The theme to Dead Like Me had to convey the kooky, upbeat nature of this comedy, which contradicts the "dead" in the title. Andrew Copeland's twitchy piano gave us a carefree feeling, telling us that the life of a reaper wasn't all hard work.

Battle Without Honor or Humanity - Kill Bill, Vol. 1

They used Tomoyasu's kick-ass theme in the trailers for Kill Bill with good reason, it sounds like people getting ready for a fight! It's like a Rocky theme for the new century.

Desert Chase - Raiders Of The Lost Ark

My favorite scene from any Indiana Jones movie was this scene from Raiders of the Lost Ark. And, of course, I had to include something from John Williams. In this scene, Indy is trying to steal the Ark back. Of course he succeeds, but he has to defeat a whole troop transport truck full of Germans to do it. If you're an Indy devotee like I am, you can see the whole scene play out just by listening to this track. It's adventuresome and dead serious and humorous by turns. Perfect Saturday matinee fare.

Leaving for Philadelphia - John Adams

Listening with Maggie to Rob Lane's theme at the beginning of every episode of HBO's John Adams became an emotional experience for me. I guess we really connected to his story, and the theme added some real gravity. This track is a modified version of the main theme, a little slower, which makes Adams efforts sound like more of a slog than an action adventure. He's off to Philadelphia yet again to try to form a new country, against overwhelming odds. And he's leaving his better half in Massachusetts to face her own considerable challenges.

Symphony #25 - Mozart - Amadeus: Original Soundtrack Recording

From the beginning of Amadeus. Salieri has slit his wrists. Emergency! What a strange use of the 25th Symphony, but its frenetic strings do the trick. Nice one, Mozart!

Nocturne #20 in C - Chopin - The Pianist: Music from the Motion Picture

From The Pianist. this one is just incredibly beautiful and just a little sad. That is all.

Merry Christmas Mister Lawrence

I think of Ryuichi Sakamoto as the Elmer Bernstein of Japan. That's probably way off, but I had to include one of his themes. here's your hot pentatonic scale action from the movie of the same name.

And three that weren't on iMeem:

The Beginning Is the End Is the Beginning

From the horrible Batman and Robin but the awesome Smashing Pumpkins.
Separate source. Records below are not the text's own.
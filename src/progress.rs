use std::sync::Arc;

/// Events emitted during a sync run for progress reporting
#[derive(Debug, Clone)]
pub enum ProgressEvent {
    /// A show is about to be processed
    ShowStarted { show_id: String, title: String },

    /// The show's schedule has not elapsed since its last check
    ShowNotDue { show_id: String },

    /// The playlist is being listed
    ListingPlaylist { show_id: String, url: String },

    /// Leftover partial files were removed from the show directory
    PartialFilesCleanedUp { show_id: String, count: usize },

    /// The playlist was diffed against history
    PlanReady {
        show_id: String,
        listed: usize,
        already_processed: usize,
        to_fetch: usize,
    },

    /// A fetch is starting
    FetchStarting {
        /// Identifies the fetch within the show
        download_id: usize,
        episode_title: String,
        /// Index of this item in the fetch queue
        episode_index: usize,
        total_to_fetch: usize,
        /// Expected size of the source stream, if known
        content_length: Option<u64>,
    },

    /// Source stream download progress
    FetchProgress {
        download_id: usize,
        bytes_downloaded: u64,
        total_bytes: Option<u64>,
    },

    /// The source stream is downloaded and is being re-encoded
    Transcoding { download_id: usize },

    /// An item was fetched and recorded
    FetchCompleted {
        download_id: usize,
        episode_title: String,
        bytes: u64,
    },

    /// An item could not be fetched; it will be retried next run
    FetchFailed {
        download_id: usize,
        episode_title: String,
        error: String,
    },

    /// The show's feed document was regenerated
    FeedWritten {
        show_id: String,
        episodes: usize,
        /// Recorded episodes whose audio file was not on disk
        missing_audio: usize,
    },

    /// The show could not be synced this run
    ShowFailed { show_id: String, error: String },

    /// The show finished syncing
    ShowCompleted {
        show_id: String,
        added: usize,
        failed: usize,
    },
}

/// Trait for reporting progress events during a sync run.
///
/// Implementations can use this to display progress bars, log messages,
/// or collect statistics.
pub trait ProgressReporter: Send + Sync {
    fn report(&self, event: ProgressEvent);
}

/// A shared reference to a progress reporter
pub type SharedProgressReporter = Arc<dyn ProgressReporter>;

/// A no-op progress reporter that silently ignores all events.
/// Useful for tests or quiet mode.
#[derive(Debug, Default, Clone, Copy)]
pub struct NoopReporter;

impl ProgressReporter for NoopReporter {
    fn report(&self, _event: ProgressEvent) {}
}

impl NoopReporter {
    /// Create a new NoopReporter wrapped in an Arc
    pub fn shared() -> SharedProgressReporter {
        Arc::new(Self)
    }
}
// This Source Code Form is subject to the terms of the Mozilla Public
// License, v. 2.0. If a copy of the MPL was not distributed with this
// file, You can obtain one at https://mozilla.org/MPL/2.0/.

//! Playlist listing and media fetching capability.

mod ytdlp;

use std::path::Path;

use async_trait::async_trait;
use chrono::{DateTime, Utc};
use url::Url;

use crate::episode::DownloadContext;
use crate::error::{FetchError, ProviderError};
use crate::progress::SharedProgressReporter;

pub use ytdlp::YtDlpProvider;

/// One entry of a playlist as reported by the provider
#[derive(Debug, Clone, PartialEq, Eq)]
pub struct PlaylistItem {
    /// Provider-native id, unique within a playlist
    pub id: String,
    pub title: String,
    pub description: Option<String>,
    pub published_at: DateTime<Utc>,
    /// Page the media is fetched from
    pub webpage_url: String,
}

/// Bound on how far back a playlist listing reads
///
/// Listing stops at the first entry published more than `days` ago, once at
/// least `min_items` entries have been collected.
#[derive(Debug, Clone, Copy, PartialEq, Eq)]
pub struct ListingWindow {
    pub days: u32,
    pub min_items: usize,
}

/// A fetched and encoded item on disk
#[derive(Debug, Clone, PartialEq, Eq)]
pub struct FetchedAudio {
    /// Size of the encoded file
    pub bytes: u64,
    pub content_hash: Option<String>,
}

/// Source of playlist listings and media downloads
///
/// `fetch_item` must leave `dest` either absent or complete: on success the
/// encoded audio is at `dest`; on failure at most `*.partial` leftovers remain.
#[async_trait]
pub trait MediaProvider: Send + Sync {
    /// List the current items of a playlist, in provider order
    async fn list_playlist(&self, url: &Url) -> Result<Vec<PlaylistItem>, ProviderError>;

    /// Download and encode one item into `dest`
    async fn fetch_item(
        &self,
        item: &PlaylistItem,
        dest: &Path,
        context: &DownloadContext,
        reporter: &SharedProgressReporter,
    ) -> Result<FetchedAudio, FetchError>;
}
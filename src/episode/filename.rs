use chrono::{DateTime, Utc};

/// Extension of every encoded episode
pub const AUDIO_EXTENSION: &str = "mp3";

/// Keep ids short enough that the whole filename stays well below path limits
const MAX_ID_LENGTH: usize = 100;

/// Generate a filename stem (without extension) for a playlist item
///
/// Format: "YYYY-MM-DD-<sanitized item id>", the date being the UTC publish day.
/// Depends only on the item id and publish time, so a re-listed item always
/// maps to the same file.
fn generate_filename_stem(item_id: &str, published_at: &DateTime<Utc>) -> String {
    format!("{}-{}", published_at.format("%Y-%m-%d"), sanitize_item_id(item_id))
}

/// Generate the complete audio filename for a playlist item
pub fn generate_filename(item_id: &str, published_at: &DateTime<Utc>) -> String {
    format!(
        "{}.{}",
        generate_filename_stem(item_id, published_at),
        AUDIO_EXTENSION
    )
}

fn sanitize_item_id(item_id: &str) -> String {
    let options = sanitize_filename::Options {
        windows: true,
        truncate: true,
        replacement: "_",
    };
    let sanitized = sanitize_filename::sanitize_with_options(item_id, options)
        .replace([' ', '.'], "_");

    let truncated: String = sanitized.chars().take(MAX_ID_LENGTH).collect();
    if truncated.is_empty() {
        "item".to_string()
    } else {
        truncated
    }
}

#[cfg(test)]
mod tests {
    use super::*;
    use chrono::TimeZone;

    fn date(y: i32, m: u32, d: u32, h: u32) -> DateTime<Utc> {
        Utc.with_ymd_and_hms(y, m, d, h, 0, 0).unwrap()
    }

    #[test]
    fn youtube_ids_are_kept_verbatim() {
        assert_eq!(
            generate_filename("dQw4w9WgXcQ", &date(2024, 1, 15, 12)),
            "2024-01-15-dQw4w9WgXcQ.mp3"
        );
        assert_eq!(
            generate_filename_stem("a-b_c", &date(2024, 1, 15, 12)),
            "2024-01-15-a-b_c"
        );
    }

    #[test]
    fn date_prefix_uses_utc_day() {
        let published = chrono::DateTime::parse_from_rfc3339("2024-01-15T23:30:00-03:00")
            .unwrap()
            .with_timezone(&Utc);
        assert_eq!(generate_filename_stem("x", &published), "2024-01-16-x");
    }

    #[test]
    fn path_separators_and_dots_are_replaced() {
        let stem = generate_filename_stem("../etc/passwd", &date(2024, 1, 1, 0));
        assert!(!stem.contains('/'));
        assert!(!stem.contains(".."));
        assert!(stem.starts_with("2024-01-01-"));
    }

    #[test]
    fn empty_id_gets_placeholder() {
        assert_eq!(generate_filename_stem("", &date(2024, 1, 1, 0)), "2024-01-01-item");
    }

    #[test]
    fn long_ids_are_truncated() {
        let id = "x".repeat(300);
        let stem = generate_filename_stem(&id, &date(2024, 1, 1, 0));
        assert_eq!(stem.len(), "2024-01-01-".len() + MAX_ID_LENGTH);
    }

    #[test]
    fn filename_is_stable() {
        let published = date(2024, 3, 3, 3);
        assert_eq!(
            generate_filename("abc", &published),
            generate_filename("abc", &published)
        );
    }
}
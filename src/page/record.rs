//! Page records and the resolved configuration pair

use std::fmt;

use serde::{de, Deserialize, Deserializer, Serialize};

/// Identifier of a page in the content tree
#[derive(Debug, Clone, Copy, PartialEq, Eq, Hash, PartialOrd, Ord, Default, Serialize, Deserialize)]
#[serde(transparent)]
pub struct PageId(pub u32);

impl PageId {
    /// The null identifier; the parent of every top-level page
    pub const ROOT: PageId = PageId(0);

    pub fn is_root(self) -> bool {
        self == Self::ROOT
    }
}

impl From<u32> for PageId {
    fn from(uid: u32) -> Self {
        PageId(uid)
    }
}

impl fmt::Display for PageId {
    fn fmt(&self, f: &mut fmt::Formatter<'_>) -> fmt::Result {
        write!(f, "{}", self.0)
    }
}

/// Snapshot of one page row
///
/// Text fields use the empty string for "not set", matching how the rows come
/// out of the record store. The CMS column names are accepted as aliases, and
/// the negative `pid` that version rows carry reads as no parent; their
/// ancestry follows `version_overlay_id` instead.
#[derive(Debug, Clone, Default, PartialEq, Eq, Serialize, Deserialize)]
pub struct PageRecord {
    pub uid: PageId,

    /// Structural parent, `PageId::ROOT` at the top of the tree
    #[serde(default, alias = "pid", deserialize_with = "deserialize_parent_id")]
    pub parent_id: PageId,

    /// Live page this record is a version of, `PageId::ROOT` for live pages
    #[serde(default, alias = "t3ver_oid")]
    pub version_overlay_id: PageId,

    /// Layout this page renders itself with
    #[serde(default, alias = "backend_layout")]
    pub own_layout: String,

    /// Layout this page declares for its direct children
    #[serde(default, alias = "backend_layout_next_level")]
    pub next_level_layout: String,

    #[serde(default, alias = "tx_fed_page_controller_action")]
    pub own_action: String,

    /// Controller action declared for child pages
    #[serde(default, alias = "tx_fed_page_controller_action_sub")]
    pub sub_action: String,

    /// Raw form definition owned by this page
    #[serde(default, alias = "tx_fed_page_flexform")]
    pub flex_form_source: String,
}

impl PageRecord {
    pub fn new(uid: u32) -> Self {
        Self {
            uid: PageId(uid),
            ..Self::default()
        }
    }

    pub fn with_parent(mut self, parent: u32) -> Self {
        self.parent_id = PageId(parent);
        self
    }

    pub fn with_version_overlay(mut self, live: u32) -> Self {
        self.version_overlay_id = PageId(live);
        self
    }

    pub fn with_own_layout(mut self, layout: impl Into<String>) -> Self {
        self.own_layout = layout.into();
        self
    }

    pub fn with_next_level_layout(mut self, layout: impl Into<String>) -> Self {
        self.next_level_layout = layout.into();
        self
    }

    pub fn with_own_action(mut self, action: impl Into<String>) -> Self {
        self.own_action = action.into();
        self
    }

    pub fn with_sub_action(mut self, action: impl Into<String>) -> Self {
        self.sub_action = action.into();
        self
    }

    pub fn with_flex_form_source(mut self, source: impl Into<String>) -> Self {
        self.flex_form_source = source.into();
        self
    }

    /// The page an ancestry walk visits after this one
    ///
    /// A version record continues through its live counterpart, which then
    /// acts as its first parent. Everything else follows the stored parent.
    pub fn ancestry_parent(&self) -> PageId {
        if self.version_overlay_id.is_root() {
            self.parent_id
        } else {
            self.version_overlay_id
        }
    }

    pub fn own_action(&self) -> Option<&str> {
        non_empty(&self.own_action)
    }

    pub fn sub_action(&self) -> Option<&str> {
        non_empty(&self.sub_action)
    }

    pub fn next_level_layout(&self) -> Option<&str> {
        non_empty(&self.next_level_layout)
    }

    pub fn flex_form_source(&self) -> Option<&str> {
        non_empty(&self.flex_form_source)
    }
}

/// Negative parents mark version placeholders and map to `PageId::ROOT`
fn deserialize_parent_id<'de, D: Deserializer<'de>>(deserializer: D) -> Result<PageId, D::Error> {
    let pid = i64::deserialize(deserializer)?;
    if pid < 0 {
        return Ok(PageId::ROOT);
    }
    u32::try_from(pid).map(PageId).map_err(de::Error::custom)
}

fn non_empty(value: &str) -> Option<&str> {
    if value.is_empty() {
        None
    } else {
        Some(value)
    }
}

/// The controller action pair a page renders with
///
/// `sub_action` may be empty when a page owns its layout and action but
/// declares nothing for its children.
#[derive(Debug, Clone, PartialEq, Eq, Serialize, Deserialize)]
pub struct ResolvedConfiguration {
    pub action: String,
    pub sub_action: String,
}

impl ResolvedConfiguration {
    pub fn new(action: impl Into<String>, sub_action: impl Into<String>) -> Self {
        Self {
            action: action.into(),
            sub_action: sub_action.into(),
        }
    }

    /// Both fields set to the same inherited action
    pub fn inherited(action: &str) -> Self {
        Self::new(action, action)
    }
}

impl fmt::Display for ResolvedConfiguration {
    fn fmt(&self, f: &mut fmt::Formatter<'_>) -> fmt::Result {
        write!(f, "{} / {}", self.action, self.sub_action)
    }
}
Re-purposed here for the trailer of Watchmen. This version of the trailer recreates the movie trailer with "motion comics" that are faithful to the images in the graphic novel. Trippy!

Memories of Green

The saddest theme from any movie I know. Vangelis has created a few themes in his day, but this from Blade Runner takes the cake. it evokes a world on life support, slowly dying, nostalgic, remembering better days. The beeping reminds one of mechanical devices intended to sustain life, fitting for a film about artificial life.

The Demon God

From Miyazaki's Mononoke Hime. I had to include it because I love drums, and this is the best use of Taiko drums from any film I know.